All 17 images in the “jpg” folder are transformed into vectors of their R, G, and B components and then transpose of the matrix should result 9,000,000 rows and 17 columns.

height <- 1200
width <- 2500
scale <- 20
# Create an empty matrix to store the image data
num_images <- length(image_files)
image_matrix <- matrix(0, nrow = prod(dim(readJPEG(image_files[1]))), ncol = num_images)
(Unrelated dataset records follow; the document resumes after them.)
use std::time::Duration;
use tokio::sync::oneshot;

/// UI-level stopwatch for in-flight loads. Starting a load arms a timer;
/// if the handle is not stopped before the budget elapses, the timeout
/// callback runs exactly once. The underlying request is never aborted,
/// the timer only decides whether to warn the user.
#[derive(Debug, Clone)]
pub struct LoadCoordinator {
    budget: Duration,
}

/// Token for one tracked load. Stopping (or dropping) it disarms the timer.
#[derive(Debug)]
pub struct LoadHandle {
    done: oneshot::Sender<()>,
}

impl LoadCoordinator {
    pub fn new(budget: Duration) -> Self {
        Self { budget }
    }

    /// Must be called from within a tokio runtime.
    pub fn start_load<F>(&self, on_timeout: F) -> LoadHandle
    where
        F: FnOnce() + Send + 'static,
    {
        let (done, mut cancelled) = oneshot::channel::<()>();
        let budget = self.budget;

        tokio::spawn(async move {
            tokio::select! {
                _ = tokio::time::sleep(budget) => {
                    tracing::debug!("load exceeded its {:?} budget", budget);
                    on_timeout();
                }
                _ = &mut cancelled => {}
            }
        });

        LoadHandle { done }
    }
}

impl LoadHandle {
    pub fn stop_load(self) {
        let _ = self.done.send(());
    }
}

#[cfg(test)]
mod tests {
    use super::*;
    use std::sync::atomic::{AtomicUsize, Ordering};
    use std::sync::Arc;

    #[tokio::test]
    async fn test_timeout_fires_when_load_outlives_budget() {
        let coordinator = LoadCoordinator::new(Duration::from_millis(20));
        let fired = Arc::new(AtomicUsize::new(0));

        let counter = Arc::clone(&fired);
        let handle = coordinator.start_load(move || {
            counter.fetch_add(1, Ordering::SeqCst);
        });

        tokio::time::sleep(Duration::from_millis(100)).await;
        assert_eq!(fired.load(Ordering::SeqCst), 1);
        handle.stop_load();
    }

    #[tokio::test]
    async fn test_stopping_before_budget_suppresses_timeout() {
        let coordinator = LoadCoordinator::new(Duration::from_millis(50));
        let fired = Arc::new(AtomicUsize::new(0));

        let counter = Arc::clone(&fired);
        let handle = coordinator.start_load(move || {
            counter.fetch_add(1, Ordering::SeqCst);
        });

        handle.stop_load();
        tokio::time::sleep(Duration::from_millis(100)).await;
        assert_eq!(fired.load(Ordering::SeqCst), 0);
    }

    #[tokio::test]
    async fn test_dropping_the_handle_also_disarms_the_timer() {
        let coordinator = LoadCoordinator::new(Duration::from_millis(50));
        let fired = Arc::new(AtomicUsize::new(0));

        let counter = Arc::clone(&fired);
        let handle = coordinator.start_load(move || {
            counter.fetch_add(1, Ordering::SeqCst);
        });
        drop(handle);

        tokio::time::sleep(Duration::from_millis(100)).await;
        assert_eq!(fired.load(Ordering::SeqCst), 0);
    }
}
# Load and convert images to vectors
for (i in 1:num_images) {
  img <- readJPEG(image_files[i])
  img_vector <- as.vector(img)
  image_matrix[, i] <- img_vector
}

# Transpose the image_matrix that contains the image data with rows representing pixel components (R, G, B) and columns representing individual images. 
image_matrix <- t(image_matrix)

#create images data frame
df <- as.data.frame(t(image_matrix))

This shoes data frame has 9,000,000 observations and 17 variables, with each variable represents an image.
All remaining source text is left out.